### Aim of the task
Go through the listing below and count each line with the word "flat" in it; return only the count.

### Records to use
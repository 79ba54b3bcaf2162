//! On-disk layout of the flat filesystem, shared by the kernel and the
//! image builder.
//!
//! The disk is a flat array of 512-byte blocks (block == sector):
//!
//! +-------------------+ - sector 0
//! |        MBR        | stage 1, 0x55AA signature at offset 510
//! +-------------------+ - sector 1
//! |      stage 2      | 16 sectors reserved regardless of actual size
//! +-------------------+ - sector 17
//! |     superblock    |
//! +-------------------+ - sector 18
//! |    inode bitmap   | one bit per inode
//! +-------------------+ - sector 19
//! |    inode table    | 2 inodes per sector, 256 B each
//! +-------------------+ - sector 27
//! |    data blocks    | allocated contiguously by the builder
//! +-------------------+
//!
//! All records are read and written through zerocopy; nothing in here may
//! ever be materialized by a wide struct copy out of a sector buffer.

#![no_std]

use zerocopy::{FromBytes, Immutable, IntoBytes, KnownLayout, LE, U32};

pub const BLOCK_SIZE: usize = 512;

pub const SUPERBLOCK_LBA: u32 = 17;
pub const INODE_BITMAP_LBA: u32 = 18;
pub const INODE_TABLE_LBA: u32 = 19;
pub const DATA_START_LBA: u32 = 27;

pub const SFS_MAGIC: u32 = 0x12345678;

pub const NAME_LEN: usize = 32;
pub const DIRECT_BLOCKS: usize = 48;

pub const INODE_SIZE: usize = 256;
pub const INODES_PER_BLOCK: usize = BLOCK_SIZE / INODE_SIZE;
pub const INODE_TABLE_BLOCKS: usize = (DATA_START_LBA - INODE_TABLE_LBA) as usize;
pub const INODE_COUNT: usize = INODE_TABLE_BLOCKS * INODES_PER_BLOCK;

#[repr(C)]
#[derive(Clone, Copy, FromBytes, IntoBytes, KnownLayout, Immutable)]
pub struct Superblock {
    pub magic: U32<LE>,
    pub total_blocks: U32<LE>,
    pub inode_bitmap_block: U32<LE>,
    pub inode_table_block: U32<LE>,
    pub data_start_block: U32<LE>,
    pub inode_count: U32<LE>,
    pub reserved: [u8; BLOCK_SIZE - 24]
}

#[repr(C)]
#[derive(Clone, Copy, FromBytes, IntoBytes, KnownLayout, Immutable)]
pub struct Inode {
    pub used: u8,
    pub name: [u8; NAME_LEN],
    pub size: U32<LE>,
    pub blocks: [U32<LE>; DIRECT_BLOCKS],
    pub padding: [u8; 27]
}

const _: () = assert!(size_of::<Superblock>() == BLOCK_SIZE);
const _: () = assert!(size_of::<Inode>() == INODE_SIZE);

impl Superblock {
    pub fn new(total_blocks: u32) -> Self {
        return Self {
            magic: SFS_MAGIC.into(),
            total_blocks: total_blocks.into(),
            inode_bitmap_block: INODE_BITMAP_LBA.into(),
            inode_table_block: INODE_TABLE_LBA.into(),
            data_start_block: DATA_START_LBA.into(),
            inode_count: (INODE_COUNT as u32).into(),
            reserved: [0; BLOCK_SIZE - 24]
        };
    }

    pub fn valid(&self) -> bool {
        return self.magic.get() == SFS_MAGIC;
    }
}

impl Inode {
    pub fn empty() -> Self {
        return Self {
            used: 0,
            name: [0; NAME_LEN],
            size: 0.into(),
            blocks: [0.into(); DIRECT_BLOCKS],
            padding: [0; 27]
        };
    }

    /// Build a used inode for `name` spanning `block_count` contiguous
    /// blocks from `first_block`. Names longer than the field truncate.
    pub fn new(name: &str, size: u32, first_block: u32, block_count: u32) -> Self {
        let mut inode = Self::empty();
        inode.used = 1;
        inode.size = size.into();

        let bytes = name.as_bytes();
        let len = bytes.len().min(NAME_LEN - 1);
        inode.name[..len].copy_from_slice(&bytes[..len]);

        for i in 0..(block_count as usize).min(DIRECT_BLOCKS) {
            inode.blocks[i] = (first_block + i as u32).into();
        }
        return inode;
    }

    /// The stored name up to its NUL terminator.
    pub fn name(&self) -> &[u8] {
        let len = self.name.iter().position(|&b| b == 0).unwrap_or(NAME_LEN);
        return &self.name[..len];
    }

    pub fn name_matches(&self, query: &str) -> bool {
        return self.used == 1 && self.name() == query.as_bytes();
    }

    /// Blocks occupied by the file contents.
    pub fn block_count(&self) -> u32 {
        return self.size.get().div_ceil(BLOCK_SIZE as u32);
    }
}

/// Number of whole blocks needed to hold `bytes` bytes.
pub fn blocks_for(bytes: usize) -> usize {
    return bytes.div_ceil(BLOCK_SIZE);
}

#[cfg(test)]
mod tests {
    use super::*;
    use zerocopy::FromBytes;

    #[test]
    fn superblock_layout() {
        let sb = Superblock::new(20480);
        let bytes = sb.as_bytes();
        assert_eq!(bytes.len(), BLOCK_SIZE);
        assert_eq!(&bytes[0..4], &0x12345678u32.to_le_bytes());
        assert_eq!(&bytes[4..8], &20480u32.to_le_bytes());
        assert_eq!(&bytes[8..12], &18u32.to_le_bytes());
        assert_eq!(&bytes[12..16], &19u32.to_le_bytes());
        assert_eq!(&bytes[16..20], &27u32.to_le_bytes());
        assert_eq!(&bytes[20..24], &32u32.to_le_bytes());
    }

    #[test]
    fn superblock_magic_check() {
        let mut raw = [0u8; BLOCK_SIZE];
        raw[0..4].copy_from_slice(&SFS_MAGIC.to_le_bytes());
        let sb = Superblock::read_from_bytes(&raw[..]).unwrap();
        assert!(sb.valid());

        raw[0] = 0;
        let sb = Superblock::read_from_bytes(&raw[..]).unwrap();
        assert!(!sb.valid());
    }

    #[test]
    fn inode_field_offsets() {
        let inode = Inode::new("kernel.bin", 0x1234, 27, 3);
        let bytes = inode.as_bytes();
        assert_eq!(bytes.len(), INODE_SIZE);
        assert_eq!(bytes[0], 1);
        assert_eq!(&bytes[1..11], b"kernel.bin");
        assert_eq!(bytes[11], 0);
        assert_eq!(&bytes[33..37], &0x1234u32.to_le_bytes());
        assert_eq!(&bytes[37..41], &27u32.to_le_bytes());
        assert_eq!(&bytes[41..45], &28u32.to_le_bytes());
    }

    #[test]
    fn inode_roundtrip_through_sector_buffer() {
        let mut sector = [0u8; BLOCK_SIZE];
        let a = Inode::new("hello.elf", 700, 30, 2);
        let b = Inode::new("shell.elf", 512, 32, 1);
        sector[..INODE_SIZE].copy_from_slice(a.as_bytes());
        sector[INODE_SIZE..].copy_from_slice(b.as_bytes());

        let back = Inode::read_from_bytes(&sector[INODE_SIZE..]).unwrap();
        assert!(back.name_matches("shell.elf"));
        assert!(!back.name_matches("hello.elf"));
        assert_eq!(back.size.get(), 512);
        assert_eq!(back.blocks[0].get(), 32);
        assert_eq!(back.blocks[1].get(), 0);
    }

    #[test]
    fn name_truncates_and_stays_terminated() {
        let long = "a-rather-long-file-name-exceeding-the-field.elf";
        let inode = Inode::new(long, 1, 27, 1);
        assert_eq!(inode.name().len(), NAME_LEN - 1);
        assert_eq!(inode.name[NAME_LEN - 1], 0);
    }

    #[test]
    fn block_count_rounds_up() {
        assert_eq!(Inode::new("a", 0, 27, 0).block_count(), 0);
        assert_eq!(Inode::new("a", 1, 27, 1).block_count(), 1);
        assert_eq!(Inode::new("a", 512, 27, 1).block_count(), 1);
        assert_eq!(Inode::new("a", 513, 27, 2).block_count(), 2);
        assert_eq!(blocks_for(24 * 1024), 48);
    }
}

### Solution
2